(LifeSiteNews) — European Union countries should work to remove any limits on gender-confused children identifying as the opposite sex, according to a new report.
The European Commission made the recommendation in its “Union of Equality LGBTIQ+ Equality Strategy 2026-2030” document.
“Requirements for legal gender recognition vary significantly across Member States,” according to the report. “While a number of Member States have adopted self-determination models, others impose medical procedures, which the European Court of Human Rights has found may infringe human rights.”
“The Commission will facilitate exchanges of best practices among Member States to support the development of legal gender recognition procedures based on self-determination that are free from age restrictions,” the report states.
However, a family rights expert criticized the recommendations in comments to LifeSiteNews.
Allowing kids to simply claim they are the opposite sex without any preconditions “runs counter to the trends of the national laws of many European countries which have recently adopted legislation banning transgender surgeries on minors, and are limiting transgender affirmation for minors,” Stefano Gennarini, vice president for legal studies at the Center for Family and Human Rights (C-FAM), told LifeSiteNews via email.
The proposal is a “terrible idea” and “probably a crime against humanity,” Gennarini said. “You would think that Europeans had learnt their lesson about the danger of scientific experimentation on humans after the calamity of Nazism.
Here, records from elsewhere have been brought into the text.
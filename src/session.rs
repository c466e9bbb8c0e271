//! Per-user view state for the study UI.
//!
//! A [`Session`] is an explicit state machine: the UI sends [`Action`]s,
//! [`Session::apply`] performs the transition and [`Session::render`]
//! produces the snapshot the page draws.

use std::collections::HashMap;

use chrono::{DateTime, Utc};
use rand::seq::SliceRandom;
use serde::{Deserialize, Serialize};
use uuid::Uuid;

use crate::models::{CandidateBatch, Flashcard, StoredFlashcard};

#[derive(Debug, Clone, Copy, Default, PartialEq, Eq, Serialize, Deserialize)]
#[serde(rename_all = "snake_case")]
pub enum View {
    #[default]
    Home,
    Extract,
    Generate,
    Study,
    Manage,
}

/// A user action on the UI.
///
/// Decks never travel over the wire: the server draws them from the store
/// and hands them to [`Session::start_study`].
#[derive(Debug, Clone, PartialEq, Serialize, Deserialize)]
#[serde(tag = "type", rename_all = "snake_case")]
pub enum Action {
    Navigate { view: View },
    ShowAnswer,
    NextCard,
    PreviousCard,
    FinishStudy,
    SetPending { batch: CandidateBatch },
    ClearPending,
}

#[derive(Debug, Clone)]
pub struct Session {
    pub id: Uuid,
    view: View,
    pending: Option<CandidateBatch>,
    deck: Vec<Flashcard>,
    index: usize,
    show_answer: bool,
    last_seen: DateTime<Utc>,
}

/// What the UI draws for one session.
#[derive(Debug, Clone, Serialize)]
pub struct SessionView {
    pub id: Uuid,
    pub view: View,
    pub pending: Option<CandidateBatch>,
    pub study: Option<StudyView>,
}

#[derive(Debug, Clone, Serialize)]
pub struct StudyView {
    /// 1-based position of the current card
    pub current: usize,
    pub total: usize,
    pub term: String,
    /// Only present once the answer has been revealed
    pub answer: Option<Answer>,
    pub can_go_back: bool,
    pub can_go_forward: bool,
    pub can_finish: bool,
}

#[derive(Debug, Clone, Serialize)]
pub struct Answer {
    pub translation: String,
    pub example: String,
}

impl Default for Session {
    fn default() -> Self {
        Self::new()
    }
}

impl Session {
    pub fn new() -> Self {
        Self {
            id: Uuid::new_v4(),
            view: View::Home,
            pending: None,
            deck: Vec::new(),
            index: 0,
            show_answer: false,
            last_seen: Utc::now(),
        }
    }

    pub fn view(&self) -> View {
        self.view
    }

    /// Build a study deck from stored records, in random order.
    pub fn shuffled_deck(records: &[StoredFlashcard]) -> Vec<Flashcard> {
        let mut deck: Vec<Flashcard> = records.iter().map(StoredFlashcard::to_flashcard).collect();
        deck.shuffle(&mut rand::rng());
        deck
    }

    pub fn apply(&mut self, action: Action) {
        self.last_seen = Utc::now();
        match action {
            Action::Navigate { view } => {
                if view == View::Study {
                    // Restart the deck already held
                    let deck = std::mem::take(&mut self.deck);
                    self.start_study(deck);
                } else {
                    self.view = view;
                }
            }
            Action::ShowAnswer => {
                if self.view == View::Study && !self.deck.is_empty() {
                    self.show_answer = true;
                }
            }
            Action::NextCard => {
                if self.view == View::Study && self.index + 1 < self.deck.len() {
                    self.index += 1;
                    self.show_answer = false;
                }
            }
            Action::PreviousCard => {
                if self.view == View::Study && self.index > 0 {
                    self.index -= 1;
                    self.show_answer = false;
                }
            }
            Action::FinishStudy => {
                if self.view == View::Study && self.on_last_card() {
                    self.view = View::Home;
                    self.index = 0;
                    self.show_answer = false;
                }
            }
            Action::SetPending { batch } => self.pending = Some(batch),
            Action::ClearPending => self.pending = None,
        }
    }

    /// Enter Study with `deck`, at its first card with the answer hidden.
    pub fn start_study(&mut self, deck: Vec<Flashcard>) {
        self.last_seen = Utc::now();
        self.view = View::Study;
        self.deck = deck;
        self.index = 0;
        self.show_answer = false;
    }

    /// Clear the pending batch only if it is still `saved`. Returns whether it
    /// was cleared; a batch set after `saved` was read stays pending.
    pub fn clear_pending_if(&mut self, saved: &CandidateBatch) -> bool {
        self.last_seen = Utc::now();
        if self.pending.as_ref() == Some(saved) {
            self.pending = None;
            true
        } else {
            false
        }
    }

    fn on_last_card(&self) -> bool {
        self.deck.is_empty() || self.index + 1 == self.deck.len()
    }

    pub fn render(&self) -> SessionView {
        let study = if self.view == View::Study {
            self.deck.get(self.index).map(|card| StudyView {
                current: self.index + 1,
                total: self.deck.len(),
                term: card.term.clone(),
                answer: self.show_answer.then(|| Answer {
                    translation: card.translation.clone(),
                    example: card.example.clone(),
                }),
                can_go_back: self.show_answer && self.index > 0,
                can_go_forward: self.show_answer && self.index + 1 < self.deck.len(),
                can_finish: self.show_answer && self.on_last_card(),
            })
        } else {
            None
        };

        SessionView {
            id: self.id,
            view: self.view,
            pending: self.pending.clone(),
            study,
        }
    }
}

/// Live sessions, bounded by evicting the least recently used.
pub struct SessionStore {
    sessions: HashMap<Uuid, Session>,
    capacity: usize,
}

impl SessionStore {
    pub fn new(capacity: usize) -> Self {
        Self {
            sessions: HashMap::new(),
            capacity: capacity.max(1),
        }
    }

    pub fn create(&mut self) -> SessionView {
        if self.sessions.len() >= self.capacity {
            if let Some(oldest) = self
                .sessions
                .values()
                .min_by_key(|s| s.last_seen)
                .map(|s| s.id)
            {
                tracing::debug!("Evicting idle session {oldest}");
                self.sessions.remove(&oldest);
            }
        }
        let session = Session::new();
        let view = session.render();
        self.sessions.insert(session.id, session);
        view
    }

    pub fn get(&self, id: &Uuid) -> Option<&Session> {
        self.sessions.get(id)
    }

    pub fn get_mut(&mut self, id: &Uuid) -> Option<&mut Session> {
        self.sessions.get_mut(id)
    }

    pub fn len(&self) -> usize {
        self.sessions.len()
    }

    pub fn is_empty(&self) -> bool {
        self.sessions.is_empty()
    }
}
Sadly, they haven’t.”
He also pointed out that most children will grow out of gender confusion and “[t]he scientific evidence of how harmful transgender affirmation is to children is overwhelming.” Suicide risk is actually higher once gender-confused kids start the drugs and surgeries, he said.
The report also criticized the EU for not including “hate speech” in its laws. The report claims LGBT people are regular targets of “cyber incitement to violence” and called for government censorship of ideas it considers “hate speech.”
And yet, the problem on social media is that it has too much pro-transgender content, Gennarini said.
He told LifeSiteNews:
We also know that children are developing transgender ideation as a result of social contagion, especially through social media. And there is a growing cohort of victims of these scientific experiments who express their regret. But instead of telling tech giants to protect children from transgender ideology, the EU Commission tells them to censor and suppress any attempts to oppose transgender ideology.
Suppress ‘hate speech’ and pursue ‘equality for all,’ report demands
The strategy document lays out the commission’s goal to pursue “equality for all.”
The report explicitly says it uses “intersectionality,” which means taking into account a variety of characteristics about someone (i.e. racial identity and sexual preference).
The strategy “will address how the combination of sexual orientation, gender identity/expression and sex characteristics with other personal characteristics or identities, such as sex, racial or ethnic origin, religion or belief, disability and age, contributes to unique experiences of discrimination.”
“In this way, it complements existing and upcoming EU initiatives to promote equality for all,” the commission argues.
As would be expected, the report also criticizes what it calls “conversion practices” which seek to dissuade people from indulging their homosexual inclinations or claiming to be the opposite sex.
Such “interventions” are “deeply harmful,” the EU Commission claims.
However, as alluded to by Gennarini, European medical experts have warned against the rush to let gender-confused kids take permanently damaging drugs and surgeries – even in countries typically considered as socially liberal.
As previously reported by LifeSiteNews, the British National Institute for Health and Care Excellence concluded that studies cited to justify chemical interventions on gender-confused kids were not trustworthy but were still used to promote puberty blocking drugs. “The quality of evidence for these outcomes was assessed as very low certainty using [a] modified [evidence review].”
The French Academy of Medicine released a statement in 2022 that concluded that children should not be given puberty blockers.
“Great medical caution must be taken in children and adolescents, given the vulnerability, particularly psychological, of this population and the many undesirable effects, and even serious complications, that some of the available therapies can cause,” the medical group wrote. “In this respect, it is important to recall the recent decision (May 2021) of the Karolinska University Hospital in Stockholm to ban the use of hormone blockers.”